Diproduseri Happy Salma dan disutradarai Arie Dagienkz —dua ikon selebriti ibukota dan diidukung Djarum Apresiasi Budaya selaku sponsor. pentas ini -sesuai nama acaranya- adalah perpaduan pentas wayang orang, pertunjukkan gamelan dengan konser musik rock sebagai ritus kota unik yang cukup langka digelar di ibukota.

Wayang-Orang-Rock-Ekalaya
Yopi Item, Sophia Latjuba, Jikun /rif, dan Otong Koil. sumber: https://acara-event.com/wp-content/uploads/2014/02/Wayang-Orang-Rock-Ekalaya.jpg

Menampilkan 70 artis dan musisi antara lain Stevie Item, Sophia Latjuba, Jikun /rif, Otong Koil, IWA K, The Brandals dan sejumlah nama lain, pentas yang digadang-gadang One Show Only ini tentu sulit dilewatkan para penikmat musik, pecinta teater dan publik kota pada umumnya. Kolaborasi musik rock dan gamelan, tata panggung yang dipadu video mapping dan hologram, membuktikan semangat pentas Ekalaya sendiri ini demi memadukan seni tradisional dengan seni modern.

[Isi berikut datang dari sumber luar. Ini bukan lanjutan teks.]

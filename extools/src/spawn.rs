use std::io;
use std::path::{Path, PathBuf};
use std::process::Stdio;
use std::sync::Mutex as StdMutex;

use crate::expand::ExpandedCommand;

/// What is left of a launched process: its pid, when the platform reports one.
#[derive(Clone, Copy, Debug, PartialEq, Eq, Default)]
pub struct ProcessHandle {
    pub pid: Option<u32>,
}

/// Starts processes without waiting on them.
pub trait Spawner {
    /// Start `command` in `cwd` (the current directory when `None`) and return
    /// as soon as the process exists.
    fn spawn_detached(&self, command: &ExpandedCommand, cwd: Option<&Path>)
    -> io::Result<ProcessHandle>;
}

#[cfg(windows)]
fn default_shell() -> (String, &'static str) {
    (
        std::env::var("COMSPEC").unwrap_or_else(|_| "cmd.exe".into()),
        "/C",
    )
}

#[cfg(not(windows))]
fn default_shell() -> (String, &'static str) {
    (std::env::var("SHELL").unwrap_or_else(|_| "sh".into()), "-c")
}

/// Spawns real OS processes with null stdio in their own process group.
/// Command lines go through the user's shell; argument vectors are executed
/// directly. Must be called from within a Tokio runtime; outside one,
/// spawning fails with an error instead of starting anything.
pub struct DetachedSpawner {
    /// $SHELL or "sh" fallback (%COMSPEC% on Windows).
    shell_path: String,
    shell_flag: &'static str,
}

impl DetachedSpawner {
    pub fn new() -> Self {
        let (shell_path, shell_flag) = default_shell();
        Self {
            shell_path,
            shell_flag,
        }
    }

    pub fn with_shell(mut self, shell_path: impl Into<String>) -> Self {
        self.shell_path = shell_path.into();
        self
    }

    pub fn shell_path(&self) -> &str {
        &self.shell_path
    }

    fn build(&self, command: &ExpandedCommand) -> io::Result<tokio::process::Command> {
        match command {
            ExpandedCommand::Line(line) => {
                let mut cmd = tokio::process::Command::new(&self.shell_path);
                cmd.arg(self.shell_flag).arg(line);
                Ok(cmd)
            }
            ExpandedCommand::Argv(argv) => {
                let (program, args) = argv.split_first().ok_or_else(|| {
                    io::Error::new(io::ErrorKind::InvalidInput, "command has no program")
                })?;
                let mut cmd = tokio::process::Command::new(program);
                cmd.args(args);
                Ok(cmd)
            }
        }
    }
}

impl Default for DetachedSpawner {
    fn default() -> Self {
        Self::new()
    }
}

impl Spawner for DetachedSpawner {
    fn spawn_detached(
        &self,
        command: &ExpandedCommand,
        cwd: Option<&Path>,
    ) -> io::Result<ProcessHandle> {
        // tokio::process needs a reactor to reap the child
        tokio::runtime::Handle::try_current().map_err(io::Error::other)?;
        let mut cmd = self.build(command)?;
        if let Some(dir) = cwd {
            cmd.current_dir(dir);
        }
        cmd.stdin(Stdio::null())
            .stdout(Stdio::null())
            .stderr(Stdio::null())
            .kill_on_drop(false);
        // Own process group so terminal signals aimed at us skip the child
        #[cfg(unix)]
        {
            cmd.process_group(0);
        }

        // Dropping the child leaves it running; tokio reaps it if it exits
        // while we are still alive.
        let child = cmd.spawn()?;
        Ok(ProcessHandle { pid: child.id() })
    }
}

/// A spawn request captured by [`RecordingSpawner`].
#[derive(Clone, Debug, PartialEq, Eq)]
pub struct SpawnRequest {
    pub command: ExpandedCommand,
    pub cwd: Option<PathBuf>,
}

/// Records spawn requests instead of starting processes. Backs dry runs and
/// tests.
#[derive(Debug, Default)]
pub struct RecordingSpawner {
    requests: StdMutex<Vec<SpawnRequest>>,
}

impl RecordingSpawner {
    pub fn new() -> Self {
        Self::default()
    }

    pub fn requests(&self) -> Vec<SpawnRequest> {
        self.requests
            .lock()
            .map(|r| r.clone())
            .unwrap_or_default()
    }
}

impl Spawner for RecordingSpawner {
    fn spawn_detached(
        &self,
        command: &ExpandedCommand,
        cwd: Option<&Path>,
    ) -> io::Result<ProcessHandle> {
        let mut requests = self
            .requests
            .lock()
            .map_err(|_| io::Error::other("recording spawner poisoned"))?;
        requests.push(SpawnRequest {
            command: command.clone(),
            cwd: cwd.map(Path::to_path_buf),
        });
        Ok(ProcessHandle::default())
    }
}

#[cfg(test)]
mod tests {
    use super::*;
    use tempfile::TempDir;

    #[test]
    fn recording_spawner_keeps_order() {
        let spawner = RecordingSpawner::new();
        spawner
            .spawn_detached(&ExpandedCommand::Line("a".into()), None)
            .unwrap();
        spawner
            .spawn_detached(
                &ExpandedCommand::Argv(vec!["b".into()]),
                Some(Path::new("/tmp")),
            )
            .unwrap();
        let requests = spawner.requests();
        assert_eq!(requests.len(), 2);
        assert_eq!(requests[0].command, ExpandedCommand::Line("a".into()));
        assert_eq!(requests[0].cwd, None);
        assert_eq!(requests[1].cwd.as_deref(), Some(Path::new("/tmp")));
    }

    #[test]
    fn spawning_outside_a_runtime_errors() {
        let result = DetachedSpawner::new()
            .spawn_detached(&ExpandedCommand::Argv(vec!["true".into()]), None);
        assert_eq!(result.unwrap_err().kind(), io::ErrorKind::Other);
    }

    #[tokio::test]
    async fn empty_argv_is_invalid_input() {
        let err = DetachedSpawner::new()
            .spawn_detached(&ExpandedCommand::Argv(vec![]), None)
            .unwrap_err();
        assert_eq!(err.kind(), io::ErrorKind::InvalidInput);
    }

    #[tokio::test]
    async fn missing_program_fails() {
        let err = DetachedSpawner::new()
            .spawn_detached(
                &ExpandedCommand::Argv(vec!["extools-definitely-not-a-program".into()]),
                None,
            )
            .unwrap_err();
        assert_eq!(err.kind(), io::ErrorKind::NotFound);
    }

    #[tokio::test]
    async fn missing_working_dir_fails() {
        let dir = TempDir::new().unwrap();
        let result = DetachedSpawner::new().spawn_detached(
            &ExpandedCommand::Argv(vec!["true".into()]),
            Some(&dir.path().join("gone")),
        );
        assert!(result.is_err());
    }

    #[cfg(unix)]
    async fn wait_for(path: &Path) -> String {
        for _ in 0..100 {
            if let Ok(text) = std::fs::read_to_string(path)
                && !text.is_empty()
            {
                return text;
            }
            tokio::time::sleep(std::time::Duration::from_millis(20)).await;
        }
        panic!("{} never appeared", path.display());
    }

    #[cfg(unix)]
    #[tokio::test]
    async fn argv_runs_in_working_dir() {
        let dir = TempDir::new().unwrap();
        let handle = DetachedSpawner::new()
            .spawn_detached(
                &ExpandedCommand::Argv(vec!["sh".into(), "-c".into(), "pwd > where.txt".into()]),
                Some(dir.path()),
            )
            .unwrap();
        assert!(handle.pid.is_some());
        let text = wait_for(&dir.path().join("where.txt")).await;
        let expected = dir.path().canonicalize().unwrap();
        assert_eq!(Path::new(text.trim()).canonicalize().unwrap(), expected);
    }

    #[cfg(unix)]
    #[tokio::test]
    async fn line_goes_through_shell() {
        let dir = TempDir::new().unwrap();
        DetachedSpawner::new()
            .with_shell("sh")
            .spawn_detached(
                &ExpandedCommand::Line("echo one two > out.txt".into()),
                Some(dir.path()),
            )
            .unwrap();
        assert_eq!(wait_for(&dir.path().join("out.txt")).await, "one two\n");
    }
}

Sayangnya, keterlibatan para pendukung dan kemasan acara yang bisa ditaksir cukup spektakuler ini berbanding terbalik dengan kualitas dan isi dramanya (bukan musiknya). Pasalnya pentas Ekalaya berbicara tentang dimensi spirit kultur Rock n Roll ala Barat dengan cara bertutur ala Timur (wayang orang). Upaya ini cukup fatal mengingat bagaimana dimensi spirit tradisi pewayangan itu sendiri dijadikan tumbal demi menjaga kesakralan Rock (baca: Barat) yang lebih luhur.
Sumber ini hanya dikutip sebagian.